P.B. What are your workouts like?
C.P. I do my workouts outdoors in my garden in the open air at 4:30 a.m., rain or shine; since I live in Southern California, it is mostly shine; though rain or winter cold won't stop me. I just love working out outdoors! (Though I believe that they are very helpful, I haven't belonged to a professional gym in years.) I believe that if you are committed, you can do it, in a professional gym or in a special space in your living room. Commitment is the key.
P.B. What is your diet diet like?
C.P. I eat 5 to 6 small balanced and nutritious meals a day. Each meal has from 500 to 600 calories, they are essentially low fat, that is I do not eat fried foods, only baked or broiled. I try to keep my total fat-calorie ratio at about 20% to 25% of the total calories that I eat.
A typical breakfast might be: 4 scrambled eggs whites (with Pam), 1/2 cup of oatmeal, a cup of blueberries, green tea, a cup of water and my vitamins; my vitamins are taken in the morning.
2 hours later, my second meal could be a glass of soymilk and a scoop of chocolate whey protein; you can substitute 1% skim milk - I am lactose intolerant.
2 hours later lunch, could be a can of tuna packed in water, on a bed of spinach and lettuce, dressing could be low-fat mayo, a pear, and a glass of iced tea.
I would have a glass of water and two scoops of whey protein before my body building workout, and then again (another meal) of a glass of water and two scoops of whey protein right after my weight training workout.
A couple of hours later, I might have broiled salmon with steamed vegetables, a baked yam, maybe some lemon non-fat sorbet for dessert, and an iced tea.
Just before bed, I would eat a cup of non-fat cottage cheese mixed with a tablespoon of flaxseed oil -or- a cup of non-fat cottage cheese and a handful of pecans. Then I would go to sleep.
Oh, and I almost forgot. One day of the week, you get what I call a "cheat day". What this means is that you pick one day of the week where you select one meal of that day where you eat whatever it is that you want: apple pie and ice cream? - okay. A greasy hamburger and fries - cool. By being consistent the other 6 days of the week, you will have trained your body to become metabolically efficient which is a fancy way of saying that you will have converted your body into a fat-burning furnace such that when you "accidently" drop something in that is high-fat once a week, your body will see this as a mistake and just turn the furnace up to burn that fat quicker. You may even sometimes lose weight after a cheat day - No kidding!
P.B. Tell us about the Prosper 12-Week Fit Fast System.

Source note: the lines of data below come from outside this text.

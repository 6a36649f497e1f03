//! Cookie-authenticated HTTP client for the YApi API.
//!
//! This is the only place that knows YApi's endpoint shapes. Every call goes
//! through [`check_response`], which treats both non-2xx statuses and 200
//! responses carrying a non-zero `errcode` as failures.

use reqwest::header::{COOKIE, HeaderMap, HeaderValue};
use reqwest::redirect::Policy;
use serde::de::DeserializeOwned;
use serde_json::Value;
use std::time::Duration;
use tracing::{debug, instrument, warn};

use super::error::{YapiError, YapiResult};
use super::models::{
    ApiEnvelope, Category, CreatedInterface, InterfaceDetail, InterfacePatch, InterfaceSummary,
    NewInterface, SaveInterface, SaveOutcome,
};
use crate::core::config::YapiConfig;

const MAX_REDIRECTS: usize = 10;

/// Client scoped to one set of credentials and one base URL.
///
/// Tools build one per call; dropping it releases its connections.
#[derive(Debug)]
pub struct YapiClient {
    http: reqwest::Client,
    api_base: String,
}

impl YapiClient {
    /// Build a client from validated configuration.
    pub fn new(config: &YapiConfig) -> YapiResult<Self> {
        let mut cookie = HeaderValue::from_str(&config.cookie_header())
            .map_err(|_| YapiError::Config("cookie values contain invalid header characters".into()))?;
        cookie.set_sensitive(true);

        let mut headers = HeaderMap::new();
        headers.insert(COOKIE, cookie);

        let http = reqwest::Client::builder()
            .default_headers(headers)
            .timeout(Duration::from_secs(config.timeout_secs))
            .redirect(Policy::limited(MAX_REDIRECTS))
            .build()
            .map_err(|e| YapiError::Config(format!("failed to build HTTP client: {}", e)))?;

        Ok(Self {
            http,
            api_base: format!("{}/api", config.base_url.trim_end_matches('/')),
        })
    }

    fn url(&self, endpoint: &str) -> String {
        format!("{}/{}", self.api_base, endpoint)
    }

    /// Perform one exchange and return the status with the checked JSON body.
    async fn send(&self, request: reqwest::RequestBuilder) -> YapiResult<(u16, Value)> {
        let response = request.send().await?;
        let status = response.status().as_u16();
        let body = response.text().await?;
        debug!("YApi responded with HTTP {} ({} bytes)", status, body.len());
        check_response(status, &body).map(|value| (status, value))
    }

    /// Search interfaces of a project by keyword.
    ///
    /// Reads the category tree and flattens it in upstream order, keeping the
    /// interfaces whose title or path contains the keyword (case-insensitive).
    #[instrument(skip(self))]
    pub async fn search_interfaces(
        &self,
        project_id: i64,
        keyword: &str,
    ) -> YapiResult<Vec<InterfaceSummary>> {
        let request = self
            .http
            .get(self.url("interface/list_menu"))
            .query(&[("project_id", project_id)]);
        let (_, body) = self.send(request).await?;

        let categories: Option<Vec<Category>> = extract_data(body)?;
        let results = flatten_matching(categories.unwrap_or_default(), keyword);
        debug!("{} interface(s) matched", results.len());
        Ok(results)
    }

    /// Fetch one interface definition.
    #[instrument(skip(self))]
    pub async fn get_interface(&self, interface_id: i64) -> YapiResult<InterfaceDetail> {
        let request = self
            .http
            .get(self.url("interface/get"))
            .query(&[("id", interface_id)]);
        let (status, body) = self.send(request).await?;

        let detail: Option<InterfaceDetail> = extract_data(body)?;
        detail.ok_or_else(|| {
            YapiError::missing(
                status,
                format!(r#"{{"errmsg":"interface {} not found"}}"#, interface_id),
            )
        })
    }

    /// Create an interface and return its new id.
    #[instrument(skip(self, payload), fields(project_id = payload.project_id, path = %payload.path))]
    pub async fn create_interface(&self, payload: &NewInterface) -> YapiResult<i64> {
        let request = self.http.post(self.url("interface/add")).json(payload);
        let (_, body) = self.send(request).await?;

        let created: CreatedInterface = extract_data(body)?;
        Ok(created.id)
    }

    /// Apply a partial update; fields left as `None` stay untouched remotely.
    #[instrument(skip(self, patch), fields(interface_id = patch.id))]
    pub async fn update_interface(&self, patch: &InterfacePatch) -> YapiResult<bool> {
        let request = self.http.post(self.url("interface/up")).json(patch);
        self.send(request).await?;
        Ok(true)
    }

    /// Create when no id is given, update otherwise.
    #[instrument(skip(self, input), fields(category_id = input.category_id, id = ?input.id))]
    pub async fn save_interface(&self, input: SaveInterface) -> YapiResult<SaveOutcome> {
        match input.id {
            Some(id) => {
                let patch = InterfacePatch {
                    id,
                    catid: Some(input.category_id),
                    title: input.title,
                    path: input.path,
                    method: input.method,
                    request_body: input.request_body,
                    response_body: input.response_body,
                    description: input.description,
                };
                self.update_interface(&patch).await?;
                Ok(SaveOutcome::Updated(id))
            }
            None => {
                let payload = new_interface_from_save(input)?;
                let id = self.create_interface(&payload).await?;
                Ok(SaveOutcome::Created(id))
            }
        }
    }
}

/// Validate a YApi response.
///
/// A 2xx status is necessary but not sufficient: a JSON object with a
/// non-zero `errcode` is reported as a failure as well.
pub fn check_response(status: u16, body: &str) -> YapiResult<Value> {
    if !(200..300).contains(&status) {
        warn!("YApi returned HTTP {}", status);
        return Err(YapiError::http_status(status, body));
    }

    let value: Value = serde_json::from_str(body)
        .map_err(|e| YapiError::decode(format!("response is not valid JSON: {}", e)))?;

    let errcode = value.get("errcode").and_then(|code| {
        code.as_i64()
            .or_else(|| code.as_f64().map(|f| f as i64))
            .or_else(|| code.as_str().and_then(|s| s.trim().parse().ok()))
    });
    if let Some(errcode) = errcode.filter(|code| *code != 0) {
        let errmsg = value
            .get("errmsg")
            .and_then(Value::as_str)
            .unwrap_or_default();
        warn!("YApi reported errcode {}: {}", errcode, errmsg);
        return Err(YapiError::embedded(status, errcode, body));
    }

    Ok(value)
}

fn extract_data<T: DeserializeOwned>(body: Value) -> YapiResult<T> {
    serde_json::from_value::<ApiEnvelope<T>>(body)
        .map(|envelope| envelope.data)
        .map_err(|e| YapiError::decode(format!("unexpected data shape: {}", e)))
}

fn flatten_matching(categories: Vec<Category>, keyword: &str) -> Vec<InterfaceSummary> {
    let needle = keyword.trim().to_lowercase();
    categories
        .into_iter()
        .flat_map(|category| category.list)
        .filter(|iface| {
            needle.is_empty()
                || iface.title.to_lowercase().contains(&needle)
                || iface.path.to_lowercase().contains(&needle)
        })
        .collect()
}

/// Turn a create-mode save into a create payload, listing every missing
/// prerequisite in a single error.
fn new_interface_from_save(input: SaveInterface) -> YapiResult<NewInterface> {
    let present = |value: &Option<String>| value.as_deref().is_some_and(|s| !s.trim().is_empty());

    let mut missing = Vec::new();
    if input.project_id.is_none() {
        missing.push("project_id");
    }
    if !present(&input.title) {
        missing.push("title");
    }
    if !present(&input.path) {
        missing.push("path");
    }
    if input.method.is_none() {
        missing.push("method");
    }

    match (input.project_id, input.title, input.path, input.method) {
        (Some(project_id), Some(title), Some(path), Some(method)) if missing.is_empty() => {
            Ok(NewInterface {
                project_id,
                catid: Some(input.category_id),
                title,
                path,
                method,
                request_body: input.request_body,
                response_body: input.response_body,
                description: input.description,
            })
        }
        _ => Err(YapiError::validation(format!(
            "missing required fields for create: {}",
            missing.join(", ")
        ))),
    }
}

#[cfg(test)]
mod tests {
    use super::*;
    use crate::domains::yapi::models::HttpMethod;

    fn summary(id: i64, title: &str, path: &str) -> InterfaceSummary {
        InterfaceSummary {
            id,
            title: title.to_string(),
            path: path.to_string(),
            method: "GET".to_string(),
        }
    }

    #[test]
    fn test_check_response_accepts_zero_errcode() {
        let value = check_response(200, r#"{"errcode": 0, "data": {"_id": 1}}"#).unwrap();
        assert_eq!(value["data"]["_id"], 1);
    }

    #[test]
    fn test_check_response_rejects_embedded_errcode() {
        let body = r#"{"errcode": 400, "errmsg": "项目不存在"}"#;
        match check_response(200, body).unwrap_err() {
            YapiError::Status {
                status,
                http_status,
                errcode,
                body: kept,
            } => {
                assert_eq!(status, 400);
                assert_eq!(http_status, 200);
                assert_eq!(errcode, Some(400));
                assert_eq!(kept, body);
            }
            other => panic!("unexpected error: {other:?}"),
        }
    }

    #[test]
    fn test_check_response_rejects_errcode_with_null_errmsg() {
        let err = check_response(200, r#"{"errcode": 40011, "errmsg": null, "data": null}"#)
            .unwrap_err();
        assert_eq!(err.status(), Some(401));
    }

    #[test]
    fn test_check_response_rejects_errcode_with_odd_errmsg() {
        let missing = check_response(200, r#"{"errcode": 490}"#).unwrap_err();
        assert_eq!(missing.status(), Some(404));

        let numeric = check_response(200, r#"{"errcode": 405, "errmsg": 12}"#).unwrap_err();
        assert_eq!(numeric.status(), Some(403));
    }

    #[test]
    fn test_check_response_reads_string_errcode() {
        let err = check_response(200, r#"{"errcode": "40011", "errmsg": "请登录"}"#).unwrap_err();
        assert_eq!(err.status(), Some(401));

        let ok = check_response(200, r#"{"errcode": "0", "data": []}"#);
        assert!(ok.is_ok());
    }

    #[test]
    fn test_check_response_rejects_http_status() {
        let err = check_response(502, "Bad Gateway").unwrap_err();
        match err {
            YapiError::Status { status, body, .. } => {
                assert_eq!(status, 502);
                assert_eq!(body, "Bad Gateway");
            }
            other => panic!("unexpected error: {other:?}"),
        }
    }

    #[test]
    fn test_check_response_rejects_non_json_success() {
        let err = check_response(200, "<html></html>").unwrap_err();
        assert!(matches!(err, YapiError::Decode(_)));
    }

    #[test]
    fn test_flatten_preserves_category_then_record_order() {
        let categories = vec![
            Category {
                id: 1,
                name: "公共分类".to_string(),
                list: vec![summary(3, "用户登录", "/api/login"), summary(1, "订单", "/api/order")],
            },
            Category {
                id: 2,
                name: "用户".to_string(),
                list: vec![summary(2, "用户注册", "/api/register")],
            },
        ];

        let ids: Vec<_> = flatten_matching(categories, "用户").iter().map(|s| s.id).collect();
        assert_eq!(ids, vec![3, 2]);
    }

    #[test]
    fn test_flatten_matches_path_case_insensitive() {
        let categories = vec![Category {
            id: 1,
            name: String::new(),
            list: vec![summary(1, "Login", "/api/Login"), summary(2, "Other", "/api/other")],
        }];
        let result = flatten_matching(categories, "LOGIN");
        assert_eq!(result.len(), 1);
        assert_eq!(result[0].id, 1);
    }

    #[test]
    fn test_save_create_mode_lists_all_missing_fields() {
        let input = SaveInterface {
            category_id: 5,
            project_id: Some(1),
            method: Some(HttpMethod::Get),
            title: Some("  ".to_string()),
            ..Default::default()
        };

        let err = new_interface_from_save(input).unwrap_err();
        assert_eq!(
            err.to_string(),
            "missing required fields for create: title, path"
        );
    }

    #[test]
    fn test_save_create_mode_builds_payload() {
        let input = SaveInterface {
            category_id: 5,
            project_id: Some(1),
            title: Some("测试接口".to_string()),
            path: Some("/api/test".to_string()),
            method: Some(HttpMethod::Post),
            ..Default::default()
        };

        let payload = new_interface_from_save(input).unwrap();
        assert_eq!(payload.catid, Some(5));
        assert_eq!(payload.method, HttpMethod::Post);
    }
}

C.P. The concept of the Prosper 12-Week Fit Fast System is based on these principles:
1) Progressive Weight Resistance - four times a week. (Just jogging or other aerobic exercise is not enough. Bodybuilding with barbells and dumbbells shapes and sculpts the body into an aesthetically pleasing work of art. If you are pear-shaped and lose weight through just jogging - you just become a smaller shaped pear.)
2) Cardio Exercises for 20 to 30 minutes non-stop for the other three days of the week, preferably done in the morning on an empty stomach. Just have a glass of water upon awakening, and maybe a cup of black coffee, stretch for 5 minutes or so, then hit the road and start jogging or whatever other aerobic exercise that you practice.
3) Eating 5 small, low fat, balanced meals, spread out at about 2 hours apart of no more than 500 to 600 calories. (Don't forget your once a week "cheat meal".)
4) Attitude and desire - you must really want this change and be committed to changing yourself - nothing less will do.